A NEW development blueprint setting out how Poole council will meet its target of building more than 14,000 new homes over the next 15 years has been adopted.

Following a heated debated, councillors agreed on Tuesday, November 13 to bring the strategy into the authority’s planning policy, saying that refusing to do so opened up the borough to a developer “free-for all”.

Dozens of members of the public turned up early to the council meeting to protest the move, particularly opposing the allocation of green belt land in Merley and Bearwood for a minimum of 500 and 800 homes respectively.

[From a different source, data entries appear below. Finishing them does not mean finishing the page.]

//! API Routes
//!
//! Configures the Axum router for the HTTP facade.

use axum::{
    routing::{get, post},
    Router,
};
use tower_http::{
    cors::{Any, CorsLayer},
    trace::TraceLayer,
};

use super::handlers::{
    deserialize_handler, health_handler, serialise_handler, stats_handler, AppState,
};

/// Creates the main router with all endpoints configured.
///
/// # Endpoints
/// - `POST /resp/serialise` - Encode a command to wire bytes
/// - `POST /resp/deserialize` - Decode wire bytes to tokens
/// - `GET /stats` - Get cache statistics
/// - `GET /health` - Health check endpoint
///
/// # Middleware
/// - CORS: Allows any origin
/// - Tracing: Logs all requests
pub fn create_router(state: AppState) -> Router {
    let cors = CorsLayer::new()
        .allow_origin(Any)
        .allow_methods(Any)
        .allow_headers(Any);

    Router::new()
        .route("/resp/serialise", post(serialise_handler))
        .route("/resp/deserialize", post(deserialize_handler))
        .route("/stats", get(stats_handler))
        .route("/health", get(health_handler))
        .layer(cors)
        .layer(TraceLayer::new_for_http())
        .with_state(state)
}
//! Cache Store Module
//!
//! Main cache engine combining a key index with the arena-backed LRU list
//! and lazy TTL expiration.

use std::collections::HashMap;

use chrono::{DateTime, Utc};
use tracing::debug;

use crate::cache::lru::Handle;
use crate::cache::{CacheEntry, CacheStats, ExpiryKind, LruList};

/// A key and its entry, as stored in one list node.
#[derive(Debug)]
struct Slot {
    key: String,
    entry: CacheEntry,
}

// == Lookup ==
/// Outcome of a cache read.
#[derive(Debug, Clone, PartialEq, Eq)]
pub enum Lookup {
    /// Live value
    Hit(String),
    /// The entry existed but its ttl had elapsed; it has now been dropped
    Expired,
    /// No entry under this key
    Miss,
}

impl Lookup {
    pub fn is_hit(&self) -> bool {
        matches!(self, Lookup::Hit(_))
    }

    /// The live value, if any.
    pub fn value(self) -> Option<String> {
        match self {
            Lookup::Hit(value) => Some(value),
            Lookup::Expired | Lookup::Miss => None,
        }
    }
}

// == Cache Store ==
/// Capacity-bounded cache with LRU eviction and per-entry TTL.
///
/// The key index and the recency list are always mutated together through
/// `&mut self`, so wrapping the store in one lock makes every operation
/// atomic with respect to both structures.
#[derive(Debug)]
pub struct CacheStore {
    /// Key to list handle
    index: HashMap<String, Handle>,
    /// Recency order, head = most recently used
    order: LruList<Slot>,
    /// Performance statistics
    stats: CacheStats,
    /// Maximum number of entries allowed
    capacity: usize,
}

impl CacheStore {
    // == Constructor ==
    /// Creates a new CacheStore holding at most `capacity` entries.
    pub fn new(capacity: usize) -> Self {
        Self {
            index: HashMap::with_capacity(capacity),
            order: LruList::with_capacity(capacity),
            stats: CacheStats::new(),
            capacity,
        }
    }

    // == Set ==
    /// Stores a key-value pair with optional expiry.
    ///
    /// An existing key has its entry replaced wholesale (value, ttl, expiry
    /// kind and creation time) and becomes most recently used. A new key
    /// enters at the head; if that takes the cache over capacity the least
    /// recently used entry is evicted.
    pub fn set(&mut self, key: String, value: String, ttl: Option<i64>, expiry: ExpiryKind) {
        let entry = CacheEntry::new(value, ttl, expiry);

        if let Some(&handle) = self.index.get(&key) {
            if let Some(slot) = self.order.get_mut(handle) {
                slot.entry = entry;
            }
            self.order.move_to_front(handle);
            return;
        }

        let handle = self.order.push_front(Slot {
            key: key.clone(),
            entry,
        });
        self.index.insert(key, handle);

        if self.index.len() > self.capacity {
            self.evict_lru();
        }

        self.stats.set_total_entries(self.index.len());
    }

    // == Get ==
    /// Retrieves a value by key, evaluating its ttl against the clock.
    pub fn get(&mut self, key: &str) -> Lookup {
        self.get_at(key, Utc::now())
    }

    /// Retrieves a value by key, evaluating its ttl at `now`.
    ///
    /// A live entry becomes most recently used. An expired entry is removed
    /// from both the index and the list and reported as [`Lookup::Expired`].
    pub fn get_at(&mut self, key: &str, now: DateTime<Utc>) -> Lookup {
        let Some(&handle) = self.index.get(key) else {
            self.stats.record_miss();
            return Lookup::Miss;
        };

        let expired = self
            .order
            .get(handle)
            .is_some_and(|slot| slot.entry.is_expired_at(now));

        if expired {
            self.index.remove(key);
            self.order.remove(handle);
            self.stats.record_expiration();
            self.stats.set_total_entries(self.index.len());
            debug!(key, "dropped expired entry on read");
            return Lookup::Expired;
        }

        self.order.move_to_front(handle);
        match self.order.get(handle) {
            Some(slot) => {
                self.stats.record_hit();
                Lookup::Hit(slot.entry.value.clone())
            }
            None => {
                self.stats.record_miss();
                Lookup::Miss
            }
        }
    }

    // == Exists ==
    /// Membership test only.
    ///
    /// Recency is left untouched and the ttl is not evaluated: an entry
    /// whose ttl has elapsed but which has not been read since still counts.
    pub fn exists(&self, key: &str) -> bool {
        self.index.contains_key(key)
    }

    fn evict_lru(&mut self) {
        if let Some(slot) = self.order.pop_back() {
            self.index.remove(&slot.key);
            self.stats.record_eviction();
            debug!(key = %slot.key, "evicted least recently used entry");
        }
    }

    // == Stats ==
    /// Returns current cache statistics.
    pub fn stats(&self) -> CacheStats {
        let mut stats = self.stats.clone();
        stats.set_total_entries(self.index.len());
        stats
    }

    /// Keys from most to least recently used.
    pub fn keys_by_recency(&self) -> Vec<String> {
        self.order.iter().map(|slot| slot.key.clone()).collect()
    }

    /// Number of nodes in the recency list. Always equal to [`len`](Self::len).
    pub fn list_len(&self) -> usize {
        self.order.len()
    }

    pub fn len(&self) -> usize {
        self.index.len()
    }

    pub fn is_empty(&self) -> bool {
        self.index.is_empty()
    }

    pub fn capacity(&self) -> usize {
        self.capacity
    }
}

// == Unit Tests ==
#[cfg(test)]
mod tests {
    use super::*;
    use chrono::Duration;
    use std::thread::sleep;

    fn set(store: &mut CacheStore, key: &str, value: &str) {
        store.set(key.to_string(), value.to_string(), None, ExpiryKind::None);
    }

    #[test]
    fn test_store_new() {
        let store = CacheStore::new(100);
        assert_eq!(store.len(), 0);
        assert!(store.is_empty());
        assert_eq!(store.capacity(), 100);
    }

    #[test]
    fn test_store_set_and_get() {
        let mut store = CacheStore::new(100);

        set(&mut store, "key1", "value1");

        assert_eq!(store.get("key1"), Lookup::Hit("value1".to_string()));
        assert_eq!(store.len(), 1);
    }

    #[test]
    fn test_store_get_nonexistent() {
        let mut store = CacheStore::new(100);
        assert_eq!(store.get("nonexistent"), Lookup::Miss);
    }

    #[test]
    fn test_store_overwrite_replaces_entry() {
        let mut store = CacheStore::new(100);

        store.set("key1".into(), "value1".into(), Some(1), ExpiryKind::Ex);
        set(&mut store, "key1", "value2");

        assert_eq!(store.len(), 1);
        // The ttl went away with the old entry
        let later = Utc::now() + Duration::seconds(10);
        assert_eq!(store.get_at("key1", later), Lookup::Hit("value2".to_string()));
    }

    #[test]
    fn test_store_ttl_expiration_evicts_on_read() {
        let mut store = CacheStore::new(100);
        store.set("key1".into(), "value1".into(), Some(1), ExpiryKind::Ex);

        let created = Utc::now();
        assert!(store.get_at("key1", created).is_hit());

        assert_eq!(store.get_at("key1", created + Duration::seconds(2)), Lookup::Expired);
        assert_eq!(store.len(), 0);
        assert_eq!(store.list_len(), 0);
        assert!(!store.exists("key1"));
        assert_eq!(store.get("key1"), Lookup::Miss);
    }

    #[test]
    fn test_store_ttl_expiration_real_clock() {
        let mut store = CacheStore::new(100);
        store.set("key1".into(), "value1".into(), Some(1), ExpiryKind::Ex);

        assert!(store.get("key1").is_hit());

        sleep(std::time::Duration::from_millis(1100));

        assert_eq!(store.get("key1"), Lookup::Expired);
    }

    #[test]
    fn test_exists_ignores_ttl_and_recency() {
        let mut store = CacheStore::new(2);
        store.set("a".into(), "1".into(), Some(0), ExpiryKind::Px);
        set(&mut store, "b", "2");

        // Expired but never read
        assert!(store.exists("a"));
        assert_eq!(store.keys_by_recency(), vec!["b", "a"]);

        // exists() on "a" must not save it from eviction
        set(&mut store, "c", "3");
        assert!(!store.exists("a"));
        assert!(store.exists("b"));
        assert!(store.exists("c"));
    }

    #[test]
    fn test_store_lru_eviction() {
        let mut store = CacheStore::new(3);

        set(&mut store, "key1", "value1");
        set(&mut store, "key2", "value2");
        set(&mut store, "key3", "value3");
        set(&mut store, "key4", "value4");

        assert_eq!(store.len(), 3);
        assert_eq!(store.get("key1"), Lookup::Miss);
        assert!(store.get("key2").is_hit());
        assert!(store.get("key3").is_hit());
        assert!(store.get("key4").is_hit());
        assert_eq!(store.stats().evictions, 1);
    }

    #[test]
    fn test_store_lru_touch_on_get() {
        let mut store = CacheStore::new(3);

        set(&mut store, "key1", "value1");
        set(&mut store, "key2", "value2");
        set(&mut store, "key3", "value3");

        store.get("key1");
        set(&mut store, "key4", "value4");

        assert!(store.get("key1").is_hit());
        assert_eq!(store.get("key2"), Lookup::Miss);
    }

    #[test]
    fn test_store_lru_touch_on_overwrite() {
        let mut store = CacheStore::new(2);

        set(&mut store, "a", "1");
        set(&mut store, "b", "2");
        set(&mut store, "a", "updated");
        set(&mut store, "c", "3");

        assert_eq!(store.keys_by_recency(), vec!["c", "a"]);
    }

    #[test]
    fn test_expired_read_frees_slot() {
        let mut store = CacheStore::new(2);
        store.set("a".into(), "1".into(), Some(1), ExpiryKind::Px);
        set(&mut store, "b", "2");

        let later = Utc::now() + Duration::seconds(1);
        assert_eq!(store.get_at("a", later), Lookup::Expired);

        set(&mut store, "c", "3");
        assert_eq!(store.len(), 2);
        assert!(store.exists("b"), "freed slot should absorb the insert");
        assert_eq!(store.stats().evictions, 0);
    }

    #[test]
    fn test_zero_capacity_keeps_nothing() {
        let mut store = CacheStore::new(0);
        set(&mut store, "a", "1");

        assert!(store.is_empty());
        assert_eq!(store.list_len(), 0);
    }

    #[test]
    fn test_store_stats() {
        let mut store = CacheStore::new(100);

        set(&mut store, "key1", "value1");
        store.get("key1");
        store.get("nonexistent");

        let stats = store.stats();
        assert_eq!(stats.hits, 1);
        assert_eq!(stats.misses, 1);
        assert_eq!(stats.total_entries, 1);
    }
}
/// Sets each active's once-per-turn speed-order modifier. The ability is
/// checked before the item and the first one that fires wins. Sides that
/// switch get none.
pub fn start_of_turn(
    state: &mut BattleState,
    decisions: [&Decision; 2],
    rules: &RuleData,
    rng: &mut SmallRng,
    log: &mut BattleLog,
) {
    for side in Side::BOTH {
        let mon = state.active_mut(side);
        mon.turn_priority_mod = 0;
        if mon.is_fainted() || decisions[side.index()].is_switch() {
            continue;
        }
        for (effect, is_item) in [(ability_of(mon, rules), false), (item_of(mon, rules), true)] {
            let Some(order) = effect.speed_order else {
                continue;
            };
            let fired = match order {
                SpeedOrder::MoveLast => Some(-1),
                SpeedOrder::Chance { percent } => (rng.gen_range(0..100u8) < percent).then_some(1),
                SpeedOrder::LowHpBerry { threshold } => (mon.hp_fraction() <= threshold).then_some(1),
            };
            let Some(modifier) = fired else {
                continue;
            };
            mon.turn_priority_mod = modifier;
            match order {
                SpeedOrder::MoveLast => {}
                SpeedOrder::Chance { .. } => {
                    log.push(format!("{}'s {} let it move first!", mon.species, effect.name));
                }
                SpeedOrder::LowHpBerry { .. } => {
                    log.push(format!("{} ate its {}! It can move first!", mon.species, effect.name));
                }
            }
            if is_item && effect.single_use {
                mon.consume_item();
            }
            tracing::debug!(species = %mon.species, modifier, "speed-order effect");
            break;
        }
    }
}

/// Residual sweep, in order: field timers, orbs, volatile ticks, weather
/// chip, status damage, passive heal/damage, passive boosts, grassy heal.
/// Actives are visited faster first; fainted ones are skipped throughout.
pub fn end_of_turn(state: &mut BattleState, rules: &RuleData, rng: &mut SmallRng, log: &mut BattleLog) {
    tick_field(&mut state.field, log);
    let order = speed_order(state, rules);

    for side in order {
        let field = state.field.clone();
        let mon = state.active_mut(side);
        if mon.is_fainted() {
            continue;
        }
        let item = item_of(mon, rules);
        if let Some(status) = item.residual_status {
            if inflict_status(mon, status, side, &field, StatusAttempt::OWN, rules, rng, log) && item.single_use {
                mon.consume_item();
            }
        }
    }

    for side in order {
        tick_volatiles(state, side, rules, rng, log);
    }
    for side in order {
        weather_chip(state, side, rules, log);
    }
    for side in order {
        status_damage(state.active_mut(side), rules, log);
    }
    for side in order {
        let field = state.field.clone();
        passive_heal(state.active_mut(side), &field, rules, log);
    }
    for side in order {
        let field = state.field.clone();
        let mon = state.active_mut(side);
        if mon.is_fainted() || mon.active_turns == 0 {
            continue;
        }
        for effect in effects_of(mon, rules) {
            if effect.residual_boosts.is_empty()
                || !condition_applies(&effect.condition, &ConditionContext::passive(mon, &field))
            {
                continue;
            }
            apply_boosts(mon, &effect.residual_boosts, BoostSource::Own, false, rules, log);
        }
    }
    if state.field.terrain == Some(Terrain::Grassy) {
        for side in order {
            let field = state.field.clone();
            let mon = state.active_mut(side);
            if mon.is_fainted() || !is_grounded(mon, &field, rules) || mon.has_volatile(Volatile::HealBlock) {
                continue;
            }
            restore(mon, 1.0 / 16.0, " is healed by the grassy terrain", log);
        }
    }
    for side in order {
        trigger_pinch_item(state.active_mut(side), rules, log);
    }
}
use battle_forecast_core::engine::EngineConfig;
use serde::{Deserialize, Serialize};
use std::time::Duration;

/// Knobs for [`crate::search::forecast`].
#[derive(Clone, Debug, PartialEq, Deserialize, Serialize)]
#[serde(default)]
pub struct SearchParams {
    pub max_depth: u32,
    /// Consecutive depths the best action must hold before the search stops.
    pub convergence_window: usize,
    /// Turn cap for the greedy extension of reported branches.
    pub extension_cap: u32,
    /// Branches below this probability are reported as searched.
    pub report_threshold: f64,
    pub seed: u64,
    /// Wall-clock budget, checked between depths only.
    pub time_budget_ms: Option<u64>,
}

impl Default for SearchParams {
    fn default() -> Self {
        Self {
            max_depth: 20,
            convergence_window: 4,
            extension_cap: 50,
            report_threshold: 0.1,
            seed: 0,
            time_budget_ms: None,
        }
    }
}

impl SearchParams {
    pub fn time_budget(&self) -> Option<Duration> {
        self.time_budget_ms.map(Duration::from_millis)
    }
}

/// The optional `config` object of a scenario file.
#[derive(Clone, Debug, Default, PartialEq, Deserialize, Serialize)]
#[serde(default)]
pub struct ForecastConfig {
    pub engine: EngineConfig,
    pub search: SearchParams,
}

/// Command-line values that win over the scenario's `config`.
#[derive(Clone, Debug, Default)]
pub struct Overrides {
    pub seed: Option<u64>,
    pub max_depth: Option<u32>,
    pub time_budget_ms: Option<u64>,
}

impl ForecastConfig {
    pub fn apply(mut self, overrides: &Overrides) -> Self {
        if let Some(seed) = overrides.seed {
            self.search.seed = seed;
        }
        if let Some(depth) = overrides.max_depth {
            self.search.max_depth = depth;
        }
        if overrides.time_budget_ms.is_some() {
            self.search.time_budget_ms = overrides.time_budget_ms;
        }
        self
    }
}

The local plan outlines how the council intends to meet its target of building 14,200 new homes in the borough in the next 15 years and promises to lay the foundations for the creation of 9,000 new jobs as well as providing a £332 million-a-year boost to the economy by 2033.

While most of the homes would be built in the town centre, two ‘strategic urban extensions’ north of Merley and Bearwood are allocated in the strategy for residential development.

These elements attracted criticism from residents who urged the council to prioritise development of brown field sites over the use of green belt land.

At the meeting, Liberal Democrat councillor Vikki Slade proposed the two sites be removed from the local plan, despite a warning that it would be unable to adopt the strategy as a result.

Cllr Slade said: “There are so many holes in this local plan that failing to adopt it would not necessarily be a bad thing.

“We have only one opportunity to save this green belt land.

“If we send the message that we are prepared to give it up, what kind of message are we sending?”

Despite the backing of 12 other councillors, the amendment was defeated with the council agreeing to formally adopt the full draft plan.

Conservative councillors said that it would have left the council without a recognised planning strategy which would subsequently have “opened up” the borough to developers.

The council’s cabinet member for planning, Cllr Ian Potter, said: “This has been through due process and approved unanimously by the place overview and scrutiny committee.

“There are a huge range of benefits to the people of Poole by not supporting this plan we would be telling people that we are not open for business.”

The local plan was formally adopted with 22 councillors voting in favour of the move with 15 opposing the decision.

Speaking after the meeting, Cllr Slade said that ‘no plan is better than a bad one’.

“The arguments made about the impact of the local plan on green belt were well-made and fair but some of the responses by the portfolio holder [Cllr Potter] were disrespectful and disingenuous,” she said.

“The Poole local plan is an important document but, paraphrasing from another topic: ‘no local plan is better than a bad local plan’ and areas including the inclusion of green belt, inadequate sustainable transport policies and inaccurate data means that it should have been voted down.”